Welcome to the forum! :wink:

Drawing 2d shapes in 3d mode is not specific to Android so the following code also works in Processing Java.

In order to do that, you need to draw your 3d shapes on a separate PGraphics() buffer that you can then display on your 2D canvas. Doing the opposite doesn’t work since drawing an image in 3d space is going to intersect with the 3d shapes you draw.

float angle = 0;

PGraphics canvas3D;

void setup() {
  size(300, 300, P2D);
  canvas3D = createGraphics(width, height, P3D);
}

void draw() {
  background(255);
  
  // 3D shape on a separate PGraphics
  canvas3D.beginDraw();
  canvas3D.background(255);
  
  canvas3D.translate(width / 2, height / 2);
  canvas3D.rotateX(QUARTER_PI * sin(angle));
  canvas3D.rotateY(PI / 3 * cos(angle));
  
  canvas3D.fill(0, 255, 0);
  canvas3D.box(100);
  
  canvas3D.endDraw();
  
  // Display 3D buffer
  image(canvas3D, 0, 0);
  
  // 2D shapes
  fill(255, 0, 0);
  translate(width / 2, height / 2);
  circle(-50, 0, 50);
  circle(50, 0, 50);
  circle(0, -50, 50);
  circle(0, 50, 50);
  
  angle += 0.05;
}

Which gives :

2d3d

Note that you must use P2D with P3D because they are compatible.

See the documentation on the renderers available in Processing :

The renderer parameter selects which rendering engine to use.
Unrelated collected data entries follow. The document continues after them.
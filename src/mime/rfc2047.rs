/*
 * rfc2047.rs
 * Copyright (C) 2026 The mockmail authors
 *
 * This file is part of mockmail, an in-memory multi-protocol (SMTP/IMAP/POP3) mail
 * server used as a test double.
 *
 * mockmail is free software: you can redistribute it and/or modify
 * it under the terms of the GNU General Public License as published by
 * the Free Software Foundation, either version 3 of the License, or
 * (at your option) any later version.
 *
 * mockmail is distributed in the hope that it will be useful,
 * but WITHOUT ANY WARRANTY; without even the implied warranty of
 * MERCHANTABILITY or FITNESS FOR A PARTICULAR PURPOSE.  See the
 * GNU General Public License for more details.
 *
 * You should have received a copy of the GNU General Public License
 * along with mockmail.  If not, see <http://www.gnu.org/licenses/>.
 */

//! RFC 2047 encoded-word decoding (e.g. =?charset?q?text?=).
//! Used for header values and parameter values; SMTPUTF8 handling for header bytes→string and raw 8-bit.

use crate::mime::base64;
use crate::mime::quoted_printable;

const REPLACEMENT_CHAR: char = '\u{FFFD}';

/// Expand RFC 2047 encoded-words in the string. Does not apply raw 8-bit re-interpretation (no SMTPUTF8).
/// Used for parameter values and as a step inside full header decode.
pub fn decode_encoded_words(s: &str) -> String {
    let mut out = String::new();
    let bytes = s.as_bytes();
    let len = bytes.len();
    let mut pos = 0;

    while pos < len {
        if let Some(start) = find_encoded_word_start(bytes, pos) {
            // Copy literal from pos to start
            out.push_str(std::str::from_utf8(&bytes[pos..start]).unwrap_or(""));
            pos = start;
            if let Some((decoded, end)) = decode_one_encoded_word(bytes, len, &mut pos) {
                out.push_str(&decoded);
                pos = end;
            } else {
                out.push_str(std::str::from_utf8(&bytes[pos..pos + 2.min(len - pos)]).unwrap_or(""));
                pos = (pos + 2).min(len);
            }
        } else {
            out.push_str(std::str::from_utf8(&bytes[pos..]).unwrap_or(""));
            break;
        }
    }
    out
}

fn find_encoded_word_start(bytes: &[u8], from: usize) -> Option<usize> {
    let rest = bytes.get(from..)?;
    let needle = b"=?";
    rest.windows(needle.len())
        .position(|w| w == needle)
        .map(|i| from + i)
}

/// Decode one encoded-word at current pos. Returns (decoded_string, position_after_?=) or None.
fn decode_one_encoded_word(bytes: &[u8], len: usize, pos: &mut usize) -> Option<(String, usize)> {
    if *pos + 4 > len || &bytes[*pos..*pos + 2] != b"=?" {
        return None;
    }
    *pos += 2;
    let charset_start = *pos;
    let qmark1 = bytes[*pos..].iter().position(|&b| b == b'?')? + *pos;
    if qmark1 < charset_start + 1 || qmark1 + 2 >= len {
        return None;
    }
    let charset = std::str::from_utf8(&bytes[charset_start..qmark1]).ok()?.trim();
    let encoding = bytes[qmark1 + 1].to_ascii_lowercase();
    if bytes[qmark1 + 2] != b'?' {
        return None;
    }
    *pos = qmark1 + 3;
    let payload_start = *pos;
    let rest = &bytes[*pos..];
    let end_in_rest = rest.windows(2).position(|w| w[0] == b'?' && w[1] == b'=')?;
    let payload_end = *pos + end_in_rest;
    *pos = payload_end + 2; // consume ?=

    let payload = &bytes[payload_start..payload_end];
    let decoded_bytes = match encoding {
        b'b' => decode_b(payload),
        b'q' => decode_q(payload),
        _ => return None,
    };
    let decoded = charset_bytes_to_string(&decoded_bytes, charset);
    Some((decoded, *pos))
}

trait ToAsciiLowercase {
    fn to_ascii_lowercase(self) -> u8;
}
impl ToAsciiLowercase for u8 {
    fn to_ascii_lowercase(self) -> u8 {
        if self >= b'A' && self <= b'Z' {
            self + (b'a' - b'A')
        } else {
            self
        }
    }
}

fn decode_b(payload: &[u8]) -> Vec<u8> {
    let mut src_pos = 0;
    let mut dst = vec![0u8; payload.len() * 3 / 4 + 4];
    let mut dst_pos = 0;
    base64::decode(payload, &mut src_pos, &mut dst, &mut dst_pos, payload.len(), true);
    dst.truncate(dst_pos);
    dst
}

/// Q encoding: _ = space, rest is quoted-printable.
fn decode_q(payload: &[u8]) -> Vec<u8> {
    let mut preprocessed = Vec::with_capacity(payload.len() * 2);
    for &b in payload {
        if b == b'_' {
            preprocessed.extend_from_slice(b"=20");
        } else {
            preprocessed.push(b);
        }
    }
    let mut src_pos = 0;
    let mut dst = vec![0u8; preprocessed.len()];
    let mut dst_pos = 0;
    quoted_printable::decode(
        &preprocessed,
        &mut src_pos,
        &mut dst,
        &mut dst_pos,
        preprocessed.len(),
        true,
    );
    dst.truncate(dst_pos);
    dst
}

fn charset_bytes_to_string(bytes: &[u8], charset: &str) -> String {
    let charset_lower = charset.to_ascii_lowercase();
    match charset_lower.as_str() {
        "utf-8" | "utf8" => String::from_utf8_lossy(bytes).into_owned(),
        "iso-8859-1" | "latin1" | "iso_8859-1" => bytes.iter().map(|&b| b as char).collect(),
        _ => String::from_utf8_lossy(bytes).into_owned(),
    }
}

#[allow(dead_code)]
trait ToAsciiLowercaseStr {
    fn to_ascii_lowercase(&self) -> String;
}
impl ToAsciiLowercaseStr for str {
    fn to_ascii_lowercase(&self) -> String {
        self.chars()
            .map(|c| {
                if c >= 'A' && c <= 'Z' {
                    ((c as u8) + (b'a' - b'A')) as char
                } else {
                    c
                }
            })
            .collect()
    }
}

/// Convert header value bytes to string. When smtp_utf8, try UTF-8 first and fall back to ISO-8859-1 on U+FFFD.
/// Does not apply RFC 2047 or raw 8-bit handling.
pub fn bytes_to_string(bytes: &[u8], smtp_utf8: bool) -> String {
    if smtp_utf8 {
        bytes_to_string_utf8_then_iso8859(bytes)
    } else {
        bytes.iter().map(|&b| b as char).collect::<String>()
    }
}

/// Decode header value from raw bytes. When smtp_utf8, try UTF-8 first and fall back to ISO-8859-1 on U+FFFD.
pub fn decode_header_value_bytes(bytes: &[u8], smtp_utf8: bool) -> String {
    let raw = if smtp_utf8 {
        bytes_to_string_utf8_then_iso8859(bytes)
    } else {
        bytes.iter().map(|&b| b as char).collect::<String>()
    };
    let decoded = decode_encoded_words(&raw);
    handle_raw_8bit_data(&decoded, smtp_utf8)
}

/// Decode header value from an already-decoded string (e.g. after parser bytes→string). Applies encoded-words and raw 8-bit.
#[allow(dead_code)]
pub fn decode_header_value_string(s: &str, smtp_utf8: bool) -> String {
    let decoded = decode_encoded_words(s);
    handle_raw_8bit_data(&decoded, smtp_utf8)
}

fn bytes_to_string_utf8_then_iso8859(bytes: &[u8]) -> String {
    match std::str::from_utf8(bytes) {
        Ok(s) if !s.contains(REPLACEMENT_CHAR) => s.to_string(),
        _ => bytes.iter().map(|&b| b as char).collect::<String>(),
    }
}

/// Re-interpret raw 8-bit segments. Do not damage strings that already contain code points > 255.
pub fn handle_raw_8bit_data(s: &str, smtp_utf8: bool) -> String {
    let has_high = s.chars().any(|c| c as u32 > 0x7F || c == '\0');
    if !has_high {
        return s.to_string();
    }
    if s.chars().any(|c| c as u32 > 255) {
        return s.to_string();
    }
    let bytes: Vec<u8> = s.chars().map(|c| c as u8).collect();
    if smtp_utf8 {
        match std::str::from_utf8(&bytes) {
            Ok(t) if !t.contains(REPLACEMENT_CHAR) => t.to_string(),
            _ => bytes.iter().map(|&b| b as char).collect::<String>(),
        }
    } else {
        match std::str::from_utf8(&bytes) {
            Ok(t) if !t.contains(REPLACEMENT_CHAR) => t.to_string(),
            _ => bytes.iter().map(|&b| b as char).collect::<String>(),
        }
    }
}

#[cfg(test)]
mod tests {
    use super::*;

    #[test]
    fn decode_encoded_words_b() {
        // =?UTF-8?B?SGVsbG8=?= -> Hello
        let s = "=?UTF-8?B?SGVsbG8=?=";
        assert_eq!(decode_encoded_words(s), "Hello");
    }

    #[test]
    fn decode_encoded_words_q() {
        // =?UTF-8?Q?Hello_World?= -> Hello World
        let s = "=?UTF-8?Q?Hello_World?=";
        assert_eq!(decode_encoded_words(s), "Hello World");
    }

    #[test]
    fn decode_encoded_words_mixed() {
        let s = "Hello =?UTF-8?B?V29ybGQ=?=!";
        assert_eq!(decode_encoded_words(s), "Hello World!");
    }

    #[test]
    fn handle_raw_8bit_ascii_unchanged() {
        assert_eq!(handle_raw_8bit_data("abc", true), "abc");
        assert_eq!(handle_raw_8bit_data("abc", false), "abc");
    }

    #[test]
    fn handle_raw_8bit_above_255_unchanged() {
        let s = "Hello \u{1F600}";
        assert_eq!(handle_raw_8bit_data(s, true), s);
        assert_eq!(handle_raw_8bit_data(s, false), s);
    }
}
For example, if you will be drawing 3D shapes, use P3D . In addition to the default renderer, other renderers are:

P2D (Processing 2D): 2D graphics renderer that makes use of OpenGL-compatible graphics hardware.

P3D (Processing 3D): 3D graphics renderer that makes use of OpenGL-compatible graphics hardware.